Lord Brian Kerr on Tuesday asked the parties to instead make written submissions within four weeks "as to whether the appellant should be ordered to stand trial again".

READ MORE: Pora case shows holes in NZ system: expert

But he suggested Pora - who was released on parole in April 2014 - should not face a fresh trial over the 1992 rape and murder of Ms Burdett in her south Auckland home.

Lord Kerr said prosecutors had accepted expert evidence that Pora suffered previously undiagnosed foetal alcohol spectrum disorder (FASD) and "on one view this would admit of only one conclusion, namely, that that affirmation of the appellant's convictions could not be contemplated".

Pora's legal team argued during a two-day hearing in November that Pora's brain injury - not raised at previous trials - led him to make false confessions.

Lord Kerr, who heard the case with four other judges, on Tuesday made clear that the expert evidence of clinical neuropsychologist Valerie McGinn and consultant psychiatrist Andrew Immelman was key to the court's decision.

Dr McGinn described FASD as "Swiss cheese brain damage" with some processes remaining intact while others were deficient.

She said when Pora was questioned in early 1993, aged 17, he was actually thinking and acting like a child of eight to 10.

"He was not able to comprehend the meaning of complex words or sentences, grasping parts but missing much of the meaning," the neuropsychologist said.

It was suggested Pora could have made false confessions because he was immature, easily led and prone to engaging in compulsive behaviour without considering the consequences.

Lord Kerr on Tuesday stated: "The combination of Pora's frequently contradictory and often implausible confessions and the recent diagnosis of his FASD leads to only one possible conclusion and that is that reliance on his confessions gives rise to a risk of a miscarriage of justice."

"On that account, his convictions must be quashed," he said.

Pora's first conviction in 1994 was overturned after DNA evidence linked the attack on Ms Burdett to serial rapist Malcolm Rewa who was found guilty of her rape in 1998.

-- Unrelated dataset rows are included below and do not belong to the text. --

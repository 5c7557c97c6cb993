pub mod brand;
pub mod category;
pub mod category_brand;
pub mod otp_verification;
pub mod product;
pub mod product_group;
pub mod product_image;
pub mod product_view;
pub mod user;
pub mod wishlist;

use sea_orm::{
    sea_query::Index, ConnectionTrait, DatabaseConnection, DbErr, EntityTrait, Schema,
};
use tracing::info;

/// Creates every table (and its indexes) that does not exist yet.
/// Tables are created parents first so foreign keys resolve on every backend.
pub async fn setup_schema(db: &DatabaseConnection) -> Result<(), DbErr> {
    let schema = Schema::new(db.get_database_backend());

    create_table(db, &schema, user::Entity).await?;
    create_table(db, &schema, brand::Entity).await?;
    create_table(db, &schema, category::Entity).await?;
    create_table(db, &schema, category_brand::Entity).await?;
    create_table(db, &schema, product_group::Entity).await?;
    create_table(db, &schema, product::Entity).await?;
    create_table(db, &schema, product_image::Entity).await?;
    create_table(db, &schema, product_view::Entity).await?;
    create_table(db, &schema, wishlist::Entity).await?;
    create_wishlist_owner_indexes(db).await?;
    create_table(db, &schema, otp_verification::Entity).await?;

    info!("Database schema is ready");
    Ok(())
}

/// One row per (owner, product). NULLs are distinct, so guest rows and
/// user rows never collide with each other.
async fn create_wishlist_owner_indexes(db: &DatabaseConnection) -> Result<(), DbErr> {
    let backend = db.get_database_backend();
    let owners = [
        ("idx_wishlist_user_product", wishlist::Column::UserId),
        ("idx_wishlist_session_product", wishlist::Column::SessionId),
    ];

    for (name, owner) in owners {
        let index = Index::create()
            .name(name)
            .table(wishlist::Entity)
            .col(owner)
            .col(wishlist::Column::ProductId)
            .unique()
            .if_not_exists()
            .to_owned();
        db.execute(backend.build(&index)).await?;
    }
    Ok(())
}

async fn create_table<E>(db: &DatabaseConnection, schema: &Schema, entity: E) -> Result<(), DbErr>
where
    E: EntityTrait + Copy,
{
    let backend = db.get_database_backend();

    let mut table = schema.create_table_from_entity(entity);
    table.if_not_exists();
    db.execute(backend.build(&table)).await?;

    for mut index in schema.create_index_from_entity(entity) {
        index.if_not_exists();
        db.execute(backend.build(&index)).await?;
    }
    Ok(())
}
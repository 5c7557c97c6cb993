use sea_orm::entity::prelude::*;
use serde::Serialize;

pub use super::product_group::Status;

/// A purchasable variant of a product group, identified by its SKU.
#[derive(Clone, Debug, PartialEq, DeriveEntityModel, Serialize)]
#[sea_orm(table_name = "products")]
pub struct Model {
    #[sea_orm(primary_key, auto_increment = false)]
    pub id: Uuid,
    #[sea_orm(indexed)]
    pub product_group_id: Uuid,
    #[sea_orm(unique, column_type = "String(StringLen::N(100))")]
    pub sku: String,
    #[sea_orm(column_type = "String(StringLen::N(100))", nullable)]
    pub variant_name: Option<String>,
    pub mrp: Option<i64>,
    pub selling_price: Option<i64>,
    #[sea_orm(column_type = "JsonBinary", nullable)]
    pub attributes: Option<Json>,
    pub status: Status,
    pub stock_quantity: i32,
    pub is_default_variant: bool,
    #[sea_orm(column_type = "String(StringLen::N(200))", nullable)]
    pub meta_title: Option<String>,
    #[sea_orm(column_type = "Text", nullable)]
    pub meta_description: Option<String>,
    pub created_at: DateTimeUtc,
    pub updated_at: DateTimeUtc,
}

#[derive(Copy, Clone, Debug, EnumIter, DeriveRelation)]
pub enum Relation {
    #[sea_orm(
        belongs_to = "super::product_group::Entity",
        from = "Column::ProductGroupId",
        to = "super::product_group::Column::Id",
        on_update = "Cascade",
        on_delete = "Cascade"
    )]
    ProductGroup,
    #[sea_orm(has_many = "super::product_image::Entity")]
    ProductImage,
    #[sea_orm(has_many = "super::product_view::Entity")]
    ProductView,
    #[sea_orm(has_many = "super::wishlist::Entity")]
    Wishlist,
}

impl Related<super::product_group::Entity> for Entity {
    fn to() -> RelationDef {
        Relation::ProductGroup.def()
    }
}

impl Related<super::product_image::Entity> for Entity {
    fn to() -> RelationDef {
        Relation::ProductImage.def()
    }
}

impl Related<super::product_view::Entity> for Entity {
    fn to() -> RelationDef {
        Relation::ProductView.def()
    }
}

impl Related<super::wishlist::Entity> for Entity {
    fn to() -> RelationDef {
        Relation::Wishlist.def()
    }
}

impl ActiveModelBehavior for ActiveModel {}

But Pora was found guilty of murder and rape again at a retrial in 2000.

Lord Kerr said the impact of a confession, especially to a heinous crime, was difficult to overstate.

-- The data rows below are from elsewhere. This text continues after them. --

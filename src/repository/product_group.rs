use chrono::Utc;
use sea_orm::{
    ActiveModelTrait, ColumnTrait, Condition, ConnectionTrait, DbErr, EntityTrait, QueryFilter,
    QueryOrder, Set,
};
use uuid::Uuid;

use crate::entities::product_group::{self, Entity as ProductGroupEntity, Status};

pub struct NewProductGroup {
    pub name: String,
    pub slug: String,
    pub description: Option<String>,
    pub category_id: Uuid,
    pub brand_id: Option<Uuid>,
    pub base_price: Option<i64>,
    pub search_keywords: Option<String>,
    pub status: Status,
    pub is_featured: bool,
    pub meta_title: Option<String>,
    pub meta_description: Option<String>,
}

#[derive(Default)]
pub struct ProductGroupChanges {
    pub name: Option<String>,
    pub slug: Option<String>,
    pub description: Option<Option<String>>,
    pub category_id: Option<Uuid>,
    /// `Some(None)` detaches the group from its brand.
    pub brand_id: Option<Option<Uuid>>,
    pub base_price: Option<i64>,
    pub search_keywords: Option<String>,
    pub status: Option<Status>,
    pub is_featured: Option<bool>,
    pub meta_title: Option<String>,
    pub meta_description: Option<String>,
}

#[derive(Default, Debug, Clone)]
pub struct ProductGroupFilter {
    pub category_id: Option<Uuid>,
    pub brand_id: Option<Uuid>,
    pub featured_only: bool,
    pub status: Option<Status>,
}

pub async fn find_by_id<C>(db: &C, id: Uuid) -> Result<Option<product_group::Model>, DbErr>
where
    C: ConnectionTrait,
{
    ProductGroupEntity::find_by_id(id).one(db).await
}

pub async fn find_by_slug<C>(db: &C, slug: &str) -> Result<Option<product_group::Model>, DbErr>
where
    C: ConnectionTrait,
{
    ProductGroupEntity::find()
        .filter(product_group::Column::Slug.eq(slug))
        .one(db)
        .await
}

pub async fn find_by_category_id<C>(
    db: &C,
    category_id: Uuid,
) -> Result<Vec<product_group::Model>, DbErr>
where
    C: ConnectionTrait,
{
    find_filtered(
        db,
        &ProductGroupFilter {
            category_id: Some(category_id),
            ..Default::default()
        },
    )
    .await
}

pub async fn find_by_brand_id<C>(db: &C, brand_id: Uuid) -> Result<Vec<product_group::Model>, DbErr>
where
    C: ConnectionTrait,
{
    find_filtered(
        db,
        &ProductGroupFilter {
            brand_id: Some(brand_id),
            ..Default::default()
        },
    )
    .await
}

pub async fn find_filtered<C>(
    db: &C,
    filter: &ProductGroupFilter,
) -> Result<Vec<product_group::Model>, DbErr>
where
    C: ConnectionTrait,
{
    let mut condition = Condition::all();

    if let Some(category_id) = filter.category_id {
        condition = condition.add(product_group::Column::CategoryId.eq(category_id));
    }
    if let Some(brand_id) = filter.brand_id {
        condition = condition.add(product_group::Column::BrandId.eq(brand_id));
    }
    if filter.featured_only {
        condition = condition.add(product_group::Column::IsFeatured.eq(true));
    }
    if let Some(status) = filter.status {
        condition = condition.add(product_group::Column::Status.eq(status));
    }

    ProductGroupEntity::find()
        .filter(condition)
        .order_by_asc(product_group::Column::Name)
        .all(db)
        .await
}

pub async fn insert<C>(db: &C, new: NewProductGroup) -> Result<product_group::Model, DbErr>
where
    C: ConnectionTrait,
{
    let now = Utc::now();
    product_group::ActiveModel {
        id: Set(Uuid::new_v4()),
        name: Set(new.name),
        slug: Set(new.slug),
        description: Set(new.description),
        category_id: Set(new.category_id),
        brand_id: Set(new.brand_id),
        base_price: Set(new.base_price),
        search_keywords: Set(new.search_keywords),
        status: Set(new.status),
        is_featured: Set(new.is_featured),
        meta_title: Set(new.meta_title),
        meta_description: Set(new.meta_description),
        created_at: Set(now),
        updated_at: Set(now),
    }
    .insert(db)
    .await
}

pub async fn update<C>(
    db: &C,
    current: product_group::Model,
    changes: ProductGroupChanges,
) -> Result<product_group::Model, DbErr>
where
    C: ConnectionTrait,
{
    let mut model: product_group::ActiveModel = current.into();

    if let Some(name) = changes.name {
        model.name = Set(name);
    }
    if let Some(slug) = changes.slug {
        model.slug = Set(slug);
    }
    if let Some(description) = changes.description {
        model.description = Set(description);
    }
    if let Some(category_id) = changes.category_id {
        model.category_id = Set(category_id);
    }
    if let Some(brand_id) = changes.brand_id {
        model.brand_id = Set(brand_id);
    }
    if let Some(base_price) = changes.base_price {
        model.base_price = Set(Some(base_price));
    }
    if let Some(search_keywords) = changes.search_keywords {
        model.search_keywords = Set(Some(search_keywords));
    }
    if let Some(status) = changes.status {
        model.status = Set(status);
    }
    if let Some(is_featured) = changes.is_featured {
        model.is_featured = Set(is_featured);
    }
    if let Some(meta_title) = changes.meta_title {
        model.meta_title = Set(Some(meta_title));
    }
    if let Some(meta_description) = changes.meta_description {
        model.meta_description = Set(Some(meta_description));
    }
    model.updated_at = Set(Utc::now());

    model.update(db).await
}

pub async fn delete_by_id<C>(db: &C, id: Uuid) -> Result<bool, DbErr>
where
    C: ConnectionTrait,
{
    let result = ProductGroupEntity::delete_by_id(id).exec(db).await?;
    Ok(result.rows_affected > 0)
}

"The natural reaction to such an admission is that it is bound to be true," he said.

"Why would someone confess to a dreadful crime if they were not guilty of it?

"But experience has shown that false confessions, even to the most serious of offences, are often made."

In a brief statement, Assistant Police Commissioner Malcolm Burgess noted the Privy Council's comments that police didn't exert pressure on Pora to make a confession.

Mr Burgess said police will take time to fully consider the judgment and he expects they will be consulted by Crown Law regarding any submissions on a retrial.

Meanwhile, Ms Burdett's brother Jim - who has long thought Pora didn't kill his sister - said he was pleased by the Privy Council's judgment.

"It's a closure in the sense that a gross injustice has been revealed," he told 3News.


* 1992: Susan Burdett raped and murdered in her Auckland home

* 1993: Teina Pora, then 17, arrested for rape and murder of Ms Burdett

* 1994: Pora found guilty at trial

* 1999: Court of Appeal quashes conviction, orders a retrial after Malcolm Rewa found guilty of Ms Burdett's rape

* 2000: Pora found guilty a second time

* 2003: Pora becomes eligible for parole

* 2013: Pora's lawyers launch appeal to Privy Council

* April, 2014: Pora released on parole, 21 years after first being detained

* November, 2014: Privy Council hears appeal

* March, 2015: Privy Council quashes Pora's convictions.